**Exercise**
If a line of the listing below contains the string "entry", count it, then give the total by itself.
————
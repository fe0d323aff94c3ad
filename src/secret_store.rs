//! Owner-only storage for the Earthdata login, the current bearer token and
//! cached provider credentials.

use std::fmt;
use std::fs::{self, File, OpenOptions};
use std::io::Write;
use std::path::{Path, PathBuf};

use chrono::FixedOffset;
use parking_lot::Mutex;
use tracing::{debug, info, warn};

use crate::error::{Error, Result};
use crate::ini::IniFile;
use crate::netrc;
use crate::prompt::Prompter;
use crate::provider::{ProviderCredential, format_provider_expiration, parse_provider_expiration};
use crate::token::{BearerToken, parse_token_expiration};

/// Long-lived login identity for one host.
#[derive(Clone, PartialEq, Eq)]
pub struct LoginSecret {
    pub host: String,
    pub username: String,
    pub password: String,
}

impl LoginSecret {
    pub fn new(host: impl Into<String>, username: impl Into<String>, password: impl Into<String>) -> Self {
        Self {
            host: host.into(),
            username: username.into(),
            password: password.into(),
        }
    }
}

impl fmt::Debug for LoginSecret {
    fn fmt(&self, f: &mut fmt::Formatter<'_>) -> fmt::Result {
        f.debug_struct("LoginSecret")
            .field("host", &self.host)
            .field("username", &self.username)
            .field("password", &"<redacted>")
            .finish()
    }
}

const USERNAME: &str = "username";
const PASSWORD: &str = "password";
const ACCESS_TOKEN: &str = "access_token";
const EXPIRATION_DATE: &str = "expiration_date";
const ACCESS_KEY: &str = "access_key";
const SECRET_KEY: &str = "secret_key";
const SESSION_TOKEN: &str = "session_token";

/// File-backed secret store.
///
/// Every read-modify-write cycle holds an in-process lock; writes go through
/// a temp file created with mode `0600` and renamed over the target.
pub struct SecretStore {
    path: PathBuf,
    netrc: Option<PathBuf>,
    env_vars: Option<(String, String)>,
    prompter: Option<Box<dyn Prompter>>,
    lock: Mutex<()>,
}

impl fmt::Debug for SecretStore {
    fn fmt(&self, f: &mut fmt::Formatter<'_>) -> fmt::Result {
        f.debug_struct("SecretStore")
            .field("path", &self.path)
            .field("netrc", &self.netrc)
            .field("env_vars", &self.env_vars)
            .field("interactive", &self.prompter.is_some())
            .finish()
    }
}

impl SecretStore {
    /// A store with no pre-provisioned sources and no prompt.
    pub fn new(path: impl Into<PathBuf>) -> Self {
        Self {
            path: path.into(),
            netrc: None,
            env_vars: None,
            prompter: None,
            lock: Mutex::new(()),
        }
    }

    /// Reads missing logins from this `.netrc` file.
    pub fn with_netrc(mut self, path: impl Into<PathBuf>) -> Self {
        self.netrc = Some(path.into());
        self
    }

    /// Reads missing logins from these environment variables.
    pub fn with_env(mut self, username_var: impl Into<String>, password_var: impl Into<String>) -> Self {
        self.env_vars = Some((username_var.into(), password_var.into()));
        self
    }

    pub fn with_prompter(mut self, prompter: impl Prompter + 'static) -> Self {
        self.prompter = Some(Box::new(prompter));
        self
    }

    pub fn path(&self) -> &Path {
        &self.path
    }

    /// Returns the login for `host`, obtaining and persisting it first if the
    /// file has none.
    pub fn ensure(&self, host: &str) -> Result<LoginSecret> {
        let _guard = self.lock.lock();
        let mut file = self.read_file()?;
        if let Some(secret) = login_from(&file, host) {
            return Ok(secret);
        }

        let secret = match self.provisioned(host)? {
            Some(secret) => secret,
            None => self.prompt(host)?,
        };

        file.set(host, USERNAME, secret.username.as_str())?;
        file.set(host, PASSWORD, secret.password.as_str())?;
        self.write_file(&file)?;
        info!(host, path = %self.path.display(), "stored Earthdata login");
        Ok(secret)
    }

    /// Returns the login for `host` without prompting or writing.
    pub fn get(&self, host: &str) -> Result<LoginSecret> {
        let file = {
            let _guard = self.lock.lock();
            self.read_file()?
        };
        if let Some(secret) = login_from(&file, host) {
            return Ok(secret);
        }
        self.provisioned(host)?.ok_or_else(|| self.missing(host))
    }

    /// Stores `secret`, replacing any existing login for its host.
    pub fn provision(&self, secret: &LoginSecret) -> Result<()> {
        let _guard = self.lock.lock();
        let mut file = self.read_file()?;
        file.set(&secret.host, USERNAME, secret.username.as_str())?;
        file.set(&secret.host, PASSWORD, secret.password.as_str())?;
        self.write_file(&file)
    }

    /// Deletes everything stored for `host`. Returns whether anything existed.
    pub fn remove(&self, host: &str) -> Result<bool> {
        let _guard = self.lock.lock();
        let mut file = self.read_file()?;
        if !file.remove_section(host) {
            return Ok(false);
        }
        self.write_file(&file)?;
        info!(host, "removed Earthdata login");
        Ok(true)
    }

    /// Persisted bearer token for `host`, if any. Unreadable expirations are
    /// treated as absent.
    pub fn load_token(&self, host: &str, timezone: FixedOffset) -> Result<Option<BearerToken>> {
        let file = {
            let _guard = self.lock.lock();
            self.read_file()?
        };
        let (Some(value), Some(expiration)) = (file.get(host, ACCESS_TOKEN), file.get(host, EXPIRATION_DATE))
        else {
            return Ok(None);
        };
        match parse_token_expiration(expiration, timezone) {
            Some(expiration) => Ok(Some(BearerToken {
                host: host.to_string(),
                value: value.to_string(),
                expiration,
            })),
            None => {
                warn!(host, expiration, "ignoring stored token with unreadable expiration");
                Ok(None)
            }
        }
    }

    pub fn store_token(&self, token: &BearerToken) -> Result<()> {
        let _guard = self.lock.lock();
        let mut file = self.read_file()?;
        file.set(&token.host, ACCESS_TOKEN, token.value.as_str())?;
        file.set(&token.host, EXPIRATION_DATE, token.expiration.to_rfc3339())?;
        self.write_file(&file)?;
        debug!(host = %token.host, expiration = %token.expiration, "stored bearer token");
        Ok(())
    }

    pub fn clear_token(&self, host: &str) -> Result<()> {
        let _guard = self.lock.lock();
        let mut file = self.read_file()?;
        file.remove_key(host, ACCESS_TOKEN);
        file.remove_key(host, EXPIRATION_DATE);
        self.write_file(&file)
    }

    /// Persisted temporary credentials for `provider_id`, if complete.
    pub fn load_provider(&self, provider_id: &str) -> Result<Option<ProviderCredential>> {
        let file = {
            let _guard = self.lock.lock();
            self.read_file()?
        };
        let fields = (
            file.get(provider_id, ACCESS_KEY),
            file.get(provider_id, SECRET_KEY),
            file.get(provider_id, SESSION_TOKEN),
            file.get(provider_id, EXPIRATION_DATE),
        );
        let (Some(access_key), Some(secret_key), Some(session_token), Some(expiration)) = fields else {
            return Ok(None);
        };
        let Some(expiration) = parse_provider_expiration(expiration) else {
            warn!(provider = provider_id, expiration, "ignoring cached credentials with unreadable expiration");
            return Ok(None);
        };
        Ok(Some(ProviderCredential {
            provider_id: provider_id.to_string(),
            access_key: access_key.to_string(),
            secret_key: secret_key.to_string(),
            session_token: session_token.to_string(),
            expiration,
        }))
    }

    pub fn store_provider(&self, credential: &ProviderCredential) -> Result<()> {
        let _guard = self.lock.lock();
        let mut file = self.read_file()?;
        let id = credential.provider_id.as_str();
        file.set(id, ACCESS_KEY, credential.access_key.as_str())?;
        file.set(id, SECRET_KEY, credential.secret_key.as_str())?;
        file.set(id, SESSION_TOKEN, credential.session_token.as_str())?;
        file.set(id, EXPIRATION_DATE, format_provider_expiration(&credential.expiration))?;
        self.write_file(&file)
    }

    pub fn clear_provider(&self, provider_id: &str) -> Result<()> {
        let _guard = self.lock.lock();
        let mut file = self.read_file()?;
        if file.remove_section(provider_id) {
            self.write_file(&file)?;
        }
        Ok(())
    }

    fn provisioned(&self, host: &str) -> Result<Option<LoginSecret>> {
        if let Some((user_var, pass_var)) = &self.env_vars {
            if let (Ok(username), Ok(password)) = (std::env::var(user_var), std::env::var(pass_var)) {
                if !username.is_empty() && !password.is_empty() {
                    debug!(host, "using login from environment");
                    return Ok(Some(LoginSecret::new(host, username, password)));
                }
            }
        }

        if let Some(path) = &self.netrc {
            if let Some(entry) = netrc::lookup(path, host)? {
                debug!(host, netrc = %path.display(), "using login from netrc");
                return Ok(Some(LoginSecret::new(host, entry.login, entry.password)));
            }
        }

        Ok(None)
    }

    fn prompt(&self, host: &str) -> Result<LoginSecret> {
        let Some(prompter) = &self.prompter else {
            return Err(self.missing(host));
        };
        match prompter.prompt_login(host) {
            Ok(Some((username, password))) => Ok(LoginSecret::new(host, username, password)),
            Ok(None) => Err(Error::MissingCredentials {
                host: host.to_string(),
                reason: "no login entered at the prompt".to_string(),
            }),
            Err(e) => Err(Error::MissingCredentials {
                host: host.to_string(),
                reason: format!("prompt failed: {e}"),
            }),
        }
    }

    fn missing(&self, host: &str) -> Error {
        let mut looked = vec![self.path.display().to_string()];
        if let Some((u, p)) = &self.env_vars {
            looked.push(format!("${u}/${p}"));
        }
        if let Some(n) = &self.netrc {
            looked.push(n.display().to_string());
        }
        Error::MissingCredentials {
            host: host.to_string(),
            reason: format!(
                "not found in {} and no interactive prompt is available",
                looked.join(", ")
            ),
        }
    }

    fn read_file(&self) -> Result<IniFile> {
        let text = match fs::read_to_string(&self.path) {
            Ok(t) => t,
            Err(e) if e.kind() == std::io::ErrorKind::NotFound => return Ok(IniFile::default()),
            Err(e) => return Err(Error::io(&self.path, e)),
        };
        restrict_existing(&self.path)?;
        IniFile::parse(&self.path, &text)
    }

    fn write_file(&self, file: &IniFile) -> Result<()> {
        if let Some(parent) = self.path.parent() {
            if !parent.as_os_str().is_empty() {
                fs::create_dir_all(parent).map_err(|e| Error::io(parent, e))?;
            }
        }

        let tmp = temp_path(&self.path);
        match fs::remove_file(&tmp) {
            Ok(()) => {}
            Err(e) if e.kind() == std::io::ErrorKind::NotFound => {}
            Err(e) => return Err(Error::io(&tmp, e)),
        }

        let mut out = create_private(&tmp).map_err(|e| Error::io(&tmp, e))?;
        out.write_all(file.render().as_bytes())
            .and_then(|_| out.sync_all())
            .map_err(|e| Error::io(&tmp, e))?;
        drop(out);

        fs::rename(&tmp, &self.path).map_err(|e| Error::io(&self.path, e))
    }
}

fn login_from(file: &IniFile, host: &str) -> Option<LoginSecret> {
    let username = file.get(host, USERNAME)?;
    let password = file.get(host, PASSWORD)?;
    Some(LoginSecret::new(host, username, password))
}

fn temp_path(path: &Path) -> PathBuf {
    let mut name = path
        .file_name()
        .map(|n| n.to_os_string())
        .unwrap_or_else(|| "secrets".into());
    name.push(".tmp");
    path.with_file_name(name)
}

#[cfg(unix)]
fn create_private(path: &Path) -> std::io::Result<File> {
    use std::os::unix::fs::OpenOptionsExt;
    OpenOptions::new()
        .write(true)
        .create_new(true)
        .mode(0o600)
        .open(path)
}

#[cfg(not(unix))]
fn create_private(path: &Path) -> std::io::Result<File> {
    // No POSIX mode bits: the file inherits the ACL of its directory.
    warn!(path = %path.display(), "owner-only permissions are not enforced on this platform");
    OpenOptions::new().write(true).create_new(true).open(path)
}

#[cfg(unix)]
fn restrict_existing(path: &Path) -> Result<()> {
    use std::os::unix::fs::PermissionsExt;
    let meta = fs::metadata(path).map_err(|e| Error::io(path, e))?;
    let mode = meta.permissions().mode();
    if mode & 0o077 != 0 {
        warn!(path = %path.display(), mode = %format!("{:o}", mode & 0o777), "secret file readable by others, restricting to 0600");
        fs::set_permissions(path, fs::Permissions::from_mode(0o600)).map_err(|e| Error::io(path, e))?;
    }
    Ok(())
}

#[cfg(not(unix))]
fn restrict_existing(_path: &Path) -> Result<()> {
    Ok(())
}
————
**Result of this task**
2